Figure 5: Multi-Dimensional Portfolio v. Multi-Dimensional Alpha Overlay Performance (1995-2017)
Figure 6: Traditional and Multi-Dimensional Alpha Overlay Portfolio Equity Curves (1995-2017)
As shown in Figures 5 and 6, using a Multi-Dimensional Portfolio as the base and layering on the Short-Term Mean Reversion and Intermediate-Term Global Trend and Momentum strategies as alpha overlays would have increased annual returns from nearly 10% to 12% and modestly increased portfolio volatility and maximum drawdown, taking the portfolio's Return/Risk ratio up from 1.31 to 1.38. More importantly, however, when compared to the original Traditional Portfolio, the performance enhancement is far more significant. Most notably, annual returns would have increased by over 50% (8% to 12%), while the maximum drawdown over the full period would have declined by over 40% (-31% to -18%).
In conclusion, it is RQA's view that Traditional Portfolios can achieve greater returns without materially increasing downside risk through the conservative use and layering of alpha overlay strategies. In addition, by restructuring a base portfolio with the goal of multi-dimensional diversification in mind, investors can significantly improve the risk profiles of their portfolios, reducing downside exposure and alleviating the reliance on any dominant return factor (e.g. economic growth) or individual strategy. We would note that these overlays are relatively simple examples, and there are many more lowly-correlated, high-quality alpha overlay return streams that can be added to improve expected portfolio results further.

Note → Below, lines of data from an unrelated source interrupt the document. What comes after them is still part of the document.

//! # statebreaker
//!
//! A circuit breaker whose state lives in a pluggable store.
//!
//! The breaker wraps a fallible operation, counts the failures you care about,
//! opens once a threshold is reached and lets calls through again after a
//! recovery timeout. Its state (failure count, open timestamp, state tag) is
//! never cached locally: every decision reads it through a [`StateStore`].
//!
//! - [`InMemoryStateStore`] keeps state in process memory. Zero I/O, but each
//!   process has its own breaker and state is lost on restart.
//! - [`DurableStateStore`] keeps one record per breaker name in an external
//!   table reached through a [`RecordClient`]. Every process pointing at the
//!   same table shares the breaker, with last-writer-wins consistency.
//!
//! ## States
//!
//! - **Closed**: calls pass through.
//! - **Open**: calls are rejected, or served by the fallback, without invoking
//!   the operation.
//! - **Half-Open**: the recovery timeout of an open breaker has elapsed. This
//!   is derived lazily when the state is read, and written back to the store.
//!   Calls pass through as when closed; the next qualifying failure reopens
//!   the breaker and a success closes it.
//!
//! Errors from the store are logged and absorbed. A store outage never fails
//! the protected call; an unreadable breaker is treated as closed.
//!
//! ## Basic Usage
//!
//! ```rust
//! use statebreaker::{BreakerError, CircuitBreaker};
//! use std::time::Duration;
//!
//! let breaker = CircuitBreaker::<u32, String, &'static str>::builder("inventory")
//!     .failure_threshold(3) // Open after 3 qualifying failures
//!     .recovery_timeout(Duration::from_secs(30)) // Probe again after 30 seconds
//!     .expected_failures(["TimeoutError"]) // Only timeouts count
//!     .build_in_memory()
//!     .expect("valid configuration");
//!
//! match breaker.call(|sku| Ok(format!("sku {} in stock", sku)), 42) {
//!     Ok(result) => println!("Call succeeded: {}", result),
//!     Err(BreakerError::Open) => println!("Circuit is open, call was prevented"),
//!     Err(BreakerError::Operation(err)) => println!("Call failed: {}", err),
//! }
//! ```
//!
//! ## Shared State
//!
//! ```rust
//! use statebreaker::{CircuitBreaker, DurableStateStore, MemoryTable};
//!
//! // Any RecordClient works here; MemoryTable stands in for an external table.
//! let table = MemoryTable::new();
//! let first = CircuitBreaker::<(), (), &'static str>::builder("billing")
//!     .failure_threshold(1)
//!     .build(DurableStateStore::new(table.clone()))
//!     .unwrap();
//! let second = CircuitBreaker::<(), (), &'static str>::builder("billing")
//!     .build(DurableStateStore::new(table))
//!     .unwrap();
//!
//! let _ = first.call(|_| Err("ConnectError"), ());
//! assert!(second.is_open());
//! ```
//!
//! ## Features
//!
//! - `async` - `call_async` for operations returning futures

#![forbid(unsafe_code)]
#![deny(missing_docs)]
#![cfg_attr(docsrs, feature(doc_cfg))]

mod breaker;
mod clock;
mod config;
mod error;
mod hook;
mod metrics;
mod policy;
pub mod prelude;
mod state;
mod store;

// Re-exports
pub use breaker::{CircuitBreaker, Fallback};
pub use clock::{Clock, MockClock, SystemClock};
pub use config::{BreakerBuilder, BreakerConfig, DEFAULT_FAILURE_THRESHOLD, DEFAULT_RECOVERY_TIMEOUT};
pub use error::{BreakerError, BreakerResult, ConfigError, StoreError};
pub use hook::HookRegistry;
pub use metrics::{BreakerStats, EventSink, NullSink, StatsSnapshot, TracingSink};
pub use policy::{Classification, ExpectedFailures, FailureKind};
pub use state::{derive_effective_state, BreakerState, FailureUpdate, State};
pub use store::{
    BreakerRecord, DurableStateStore, FileTable, InMemoryStateStore, MemoryTable, RecordClient,
    RecordUpdate, StateStore, DEFAULT_TABLE,
};
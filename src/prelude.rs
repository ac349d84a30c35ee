//! Re-exports the types needed to build and call a breaker.
//!
//! # Example
//! ```rust,no_run
//! use statebreaker::prelude::*;
//! ```

pub use crate::{
    BreakerError, BreakerResult, CircuitBreaker, DurableStateStore, ExpectedFailures,
    FailureKind, InMemoryStateStore, RecordClient, State, StateStore,
};
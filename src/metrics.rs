//! Logging collaborator and local call statistics.

use std::sync::atomic::{AtomicU64, Ordering};
use std::sync::Arc;

use once_cell::sync::Lazy;

static TRACING_SINK: Lazy<Arc<dyn EventSink>> = Lazy::new(|| Arc::new(TracingSink));

/// Receives the breaker's log events.
///
/// Sinks are stateless as far as the breaker is concerned and must never
/// fail.
pub trait EventSink: Send + Sync + 'static {
    /// Routine progress, e.g. a state query or a reset.
    fn info(&self, breaker: &str, message: &str);

    /// Something the caller may want to act on, e.g. the breaker opening.
    fn warn(&self, breaker: &str, message: &str);

    /// A store failure the breaker absorbed.
    fn error(&self, breaker: &str, message: &str);
}

/// Forwards events to the `tracing` facade.
#[derive(Debug, Default, Clone, Copy)]
pub struct TracingSink;

impl TracingSink {
    /// The shared instance used when no sink is configured.
    pub fn shared() -> Arc<dyn EventSink> {
        Arc::clone(&TRACING_SINK)
    }
}

impl EventSink for TracingSink {
    fn info(&self, breaker: &str, message: &str) {
        tracing::info!(breaker, "{}", message);
    }

    fn warn(&self, breaker: &str, message: &str) {
        tracing::warn!(breaker, "{}", message);
    }

    fn error(&self, breaker: &str, message: &str) {
        tracing::error!(breaker, "{}", message);
    }
}

/// A sink that discards all events.
#[derive(Debug, Default, Clone, Copy)]
pub struct NullSink;

impl EventSink for NullSink {
    fn info(&self, _breaker: &str, _message: &str) {}
    fn warn(&self, _breaker: &str, _message: &str) {}
    fn error(&self, _breaker: &str, _message: &str) {}
}

/// Process-local counters for one breaker instance.
///
/// These are never persisted. The shared failure count lives in the state
/// store.
#[derive(Debug, Default)]
pub struct BreakerStats {
    calls: AtomicU64,
    successes: AtomicU64,
    qualifying_failures: AtomicU64,
    ignored_failures: AtomicU64,
    rejections: AtomicU64,
    fallbacks: AtomicU64,
    store_errors: AtomicU64,
}

impl BreakerStats {
    /// Creates zeroed stats.
    pub fn new() -> Self {
        Self::default()
    }

    pub(crate) fn record_call(&self) {
        self.calls.fetch_add(1, Ordering::Relaxed);
    }

    pub(crate) fn record_success(&self) {
        self.successes.fetch_add(1, Ordering::Relaxed);
    }

    pub(crate) fn record_qualifying_failure(&self) {
        self.qualifying_failures.fetch_add(1, Ordering::Relaxed);
    }

    pub(crate) fn record_ignored_failure(&self) {
        self.ignored_failures.fetch_add(1, Ordering::Relaxed);
    }

    pub(crate) fn record_rejection(&self) {
        self.rejections.fetch_add(1, Ordering::Relaxed);
    }

    pub(crate) fn record_fallback(&self) {
        self.fallbacks.fetch_add(1, Ordering::Relaxed);
    }

    pub(crate) fn record_store_error(&self) {
        self.store_errors.fetch_add(1, Ordering::Relaxed);
    }

    /// Copies the current counters.
    pub fn snapshot(&self) -> StatsSnapshot {
        StatsSnapshot {
            calls: self.calls.load(Ordering::Relaxed),
            successes: self.successes.load(Ordering::Relaxed),
            qualifying_failures: self.qualifying_failures.load(Ordering::Relaxed),
            ignored_failures: self.ignored_failures.load(Ordering::Relaxed),
            rejections: self.rejections.load(Ordering::Relaxed),
            fallbacks: self.fallbacks.load(Ordering::Relaxed),
            store_errors: self.store_errors.load(Ordering::Relaxed),
        }
    }

    /// Resets all counters.
    pub fn reset(&self) {
        for counter in [
            &self.calls,
            &self.successes,
            &self.qualifying_failures,
            &self.ignored_failures,
            &self.rejections,
            &self.fallbacks,
            &self.store_errors,
        ] {
            counter.store(0, Ordering::Relaxed);
        }
    }
}

/// A point-in-time copy of [`BreakerStats`].
#[derive(Debug, Clone, Copy, Default, PartialEq, Eq)]
pub struct StatsSnapshot {
    /// Calls that reached the wrapped operation.
    pub calls: u64,
    /// Calls whose operation succeeded.
    pub successes: u64,
    /// Failures that counted toward the threshold.
    pub qualifying_failures: u64,
    /// Failures passed through without accounting.
    pub ignored_failures: u64,
    /// Calls rejected with [`BreakerError::Open`](crate::BreakerError::Open).
    pub rejections: u64,
    /// Calls served by the fallback.
    pub fallbacks: u64,
    /// State store errors absorbed by the breaker.
    pub store_errors: u64,
}
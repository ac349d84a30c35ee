//! Process-local state store.

use ahash::AHashMap;
use parking_lot::RwLock;

use crate::error::StoreError;
use crate::policy::ExpectedFailures;
use crate::state::{BreakerState, FailureUpdate, State};
use crate::store::StateStore;

/// Keeps breaker state in process memory.
///
/// Nothing is shared with other processes and everything is lost on restart.
/// Operations never fail except with [`StoreError::NotFound`] for a breaker
/// that was never initialized.
#[derive(Debug, Default)]
pub struct InMemoryStateStore {
    states: RwLock<AHashMap<String, BreakerState>>,
}

impl InMemoryStateStore {
    /// Creates an empty store.
    pub fn new() -> Self {
        Self::default()
    }

    /// Number of breakers held by this store.
    pub fn len(&self) -> usize {
        self.states.read().len()
    }

    /// Returns true if no breaker has been initialized.
    pub fn is_empty(&self) -> bool {
        self.states.read().is_empty()
    }

    fn with_state<F>(&self, name: &str, f: F) -> Result<(), StoreError>
    where
        F: FnOnce(&mut BreakerState),
    {
        let mut states = self.states.write();
        let state = states
            .get_mut(name)
            .ok_or_else(|| StoreError::NotFound(name.to_string()))?;
        f(state);
        Ok(())
    }
}

impl StateStore for InMemoryStateStore {
    fn initialize(&self, defaults: &BreakerState, _: &ExpectedFailures) -> Result<(), StoreError> {
        self.states
            .write()
            .entry(defaults.name.clone())
            .or_insert_with(|| defaults.clone());
        Ok(())
    }

    fn read(&self, name: &str) -> Result<BreakerState, StoreError> {
        self.states
            .read()
            .get(name)
            .cloned()
            .ok_or_else(|| StoreError::NotFound(name.to_string()))
    }

    fn write_failure(&self, name: &str, update: &FailureUpdate) -> Result<(), StoreError> {
        self.with_state(name, |state| state.apply_failure(update))
    }

    fn write_success(&self, name: &str) -> Result<(), StoreError> {
        self.with_state(name, BreakerState::apply_success)
    }

    fn write_half_open(&self, name: &str) -> Result<(), StoreError> {
        self.with_state(name, |state| state.state = State::HalfOpen)
    }

    fn write_forced_open(&self, name: &str, opened_at: u64) -> Result<(), StoreError> {
        self.with_state(name, |state| {
            state.state = State::Open;
            state.opened_at = opened_at;
        })
    }
}
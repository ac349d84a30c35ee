//! Configuration for circuit breakers.

use std::sync::Arc;
use std::time::Duration;

use serde::{Deserialize, Serialize};

use crate::breaker::{CircuitBreaker, Fallback};
use crate::clock::{duration_millis, Clock, SystemClock};
use crate::error::ConfigError;
use crate::hook::HookRegistry;
use crate::metrics::{EventSink, TracingSink};
use crate::policy::ExpectedFailures;
use crate::store::{InMemoryStateStore, StateStore};

/// Failure threshold used when none is configured.
pub const DEFAULT_FAILURE_THRESHOLD: u32 = 5;

/// Recovery timeout used when none is configured.
pub const DEFAULT_RECOVERY_TIMEOUT: Duration = Duration::from_secs(60);

fn default_failure_threshold() -> u32 {
    DEFAULT_FAILURE_THRESHOLD
}

fn default_recovery_timeout_millis() -> u64 {
    duration_millis(DEFAULT_RECOVERY_TIMEOUT)
}

/// Static settings of one breaker.
///
/// Deserializable so breakers can be declared in configuration files; only
/// `name` is required.
#[derive(Debug, Clone, PartialEq, Eq, Serialize, Deserialize)]
pub struct BreakerConfig {
    /// Breaker name, also the key of its state in the store.
    pub name: String,

    /// Qualifying failures needed to open the breaker.
    #[serde(default = "default_failure_threshold")]
    pub failure_threshold: u32,

    /// How long an open breaker rejects calls, in milliseconds.
    #[serde(default = "default_recovery_timeout_millis")]
    pub recovery_timeout_millis: u64,

    /// Failures that count toward the threshold.
    #[serde(default)]
    pub expected_failures: ExpectedFailures,
}

impl BreakerConfig {
    /// Creates a configuration with default settings.
    pub fn new(name: impl Into<String>) -> Self {
        Self {
            name: name.into(),
            failure_threshold: DEFAULT_FAILURE_THRESHOLD,
            recovery_timeout_millis: default_recovery_timeout_millis(),
            expected_failures: ExpectedFailures::All,
        }
    }

    /// The recovery timeout as a [`Duration`].
    pub fn recovery_timeout(&self) -> Duration {
        Duration::from_millis(self.recovery_timeout_millis)
    }

    /// Checks the settings.
    ///
    /// # Errors
    ///
    /// Returns the first invalid setting found.
    pub fn validate(&self) -> Result<(), ConfigError> {
        if self.name.trim().is_empty() {
            return Err(ConfigError::EmptyName);
        }
        if self.failure_threshold == 0 {
            return Err(ConfigError::ZeroThreshold);
        }
        if self.recovery_timeout_millis == 0 {
            return Err(ConfigError::ZeroRecoveryTimeout);
        }
        Ok(())
    }
}

/// Builder for creating circuit breakers with custom configurations.
///
/// `A` is the argument type handed to the operation (and to the fallback),
/// `T` its output and `E` its error.
pub struct BreakerBuilder<A, T, E> {
    config: BreakerConfig,
    fallback: Option<Fallback<A, T, E>>,
    sink: Arc<dyn EventSink>,
    hooks: Arc<HookRegistry>,
    clock: Arc<dyn Clock>,
}

impl<A, T, E> BreakerBuilder<A, T, E> {
    /// Creates a new builder with default settings.
    pub fn new(name: impl Into<String>) -> Self {
        Self::from_config(BreakerConfig::new(name))
    }

    /// Creates a builder from an existing configuration.
    pub fn from_config(config: BreakerConfig) -> Self {
        Self {
            config,
            fallback: None,
            sink: TracingSink::shared(),
            hooks: Arc::new(HookRegistry::new()),
            clock: Arc::new(SystemClock),
        }
    }

    /// Sets the number of qualifying failures that opens the circuit.
    pub fn failure_threshold(mut self, threshold: u32) -> Self {
        self.config.failure_threshold = threshold;
        self
    }

    /// Sets how long the circuit stays open before calls may probe again.
    pub fn recovery_timeout(mut self, timeout: Duration) -> Self {
        self.config.recovery_timeout_millis = duration_millis(timeout);
        self
    }

    /// Restricts the failures that count toward the threshold to these names.
    pub fn expected_failures<I, S>(mut self, names: I) -> Self
    where
        I: IntoIterator<Item = S>,
        S: Into<String>,
    {
        self.config.expected_failures = ExpectedFailures::only(names);
        self
    }

    /// Sets the function that serves calls while the circuit is open.
    ///
    /// It receives the arguments of the rejected call. Its errors are returned
    /// to the caller as operation errors.
    pub fn fallback<F>(mut self, fallback: F) -> Self
    where
        F: Fn(A) -> Result<T, E> + Send + Sync + 'static,
    {
        self.fallback = Some(Arc::new(fallback));
        self
    }

    /// Sets the sink receiving the breaker's log events.
    pub fn event_sink<K: EventSink>(mut self, sink: K) -> Self {
        self.sink = Arc::new(sink);
        self
    }

    /// Sets a hook registry for the circuit breaker.
    pub fn hooks(mut self, hooks: HookRegistry) -> Self {
        self.hooks = Arc::new(hooks);
        self
    }

    /// Sets the clock used for open timestamps and the recovery window.
    pub fn clock<C: Clock>(mut self, clock: C) -> Self {
        self.clock = Arc::new(clock);
        self
    }

    /// The configuration built so far.
    pub fn config(&self) -> &BreakerConfig {
        &self.config
    }

    /// Builds a breaker over `store` and makes sure its record exists.
    ///
    /// A store error while creating the record is logged, not returned: the
    /// record is created again on the next read that misses it.
    ///
    /// # Errors
    ///
    /// Returns an error if the configuration is invalid.
    pub fn build<S: StateStore>(self, store: S) -> Result<CircuitBreaker<A, T, E, S>, ConfigError> {
        self.config.validate()?;
        let breaker = CircuitBreaker::new(
            self.config,
            store,
            self.fallback,
            self.sink,
            self.hooks,
            self.clock,
        );
        breaker.ensure_record();
        Ok(breaker)
    }

    /// Builds a breaker over a private [`InMemoryStateStore`].
    ///
    /// # Errors
    ///
    /// Returns an error if the configuration is invalid.
    pub fn build_in_memory(self) -> Result<CircuitBreaker<A, T, E>, ConfigError> {
        self.build(InMemoryStateStore::new())
    }
}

Disclaimer: These materials have been prepared solely for informational purposes and do not constitute a recommendation to make or dispose of any investment or engage in any particular investment strategy. These materials include general information and have not been tailored for any specific recipient or recipients. Information or data shown or used in these materials were obtained from sources believed to be reliable, but accuracy is not guaranteed. Furthermore, past results are not necessarily indicative of future results. The analyses presented are based on simulated or hypothetical performance that has certain inherent limitations. Simulated or hypothetical trading programs in general are also subject to the fact that they are designed with the benefit of hindsight.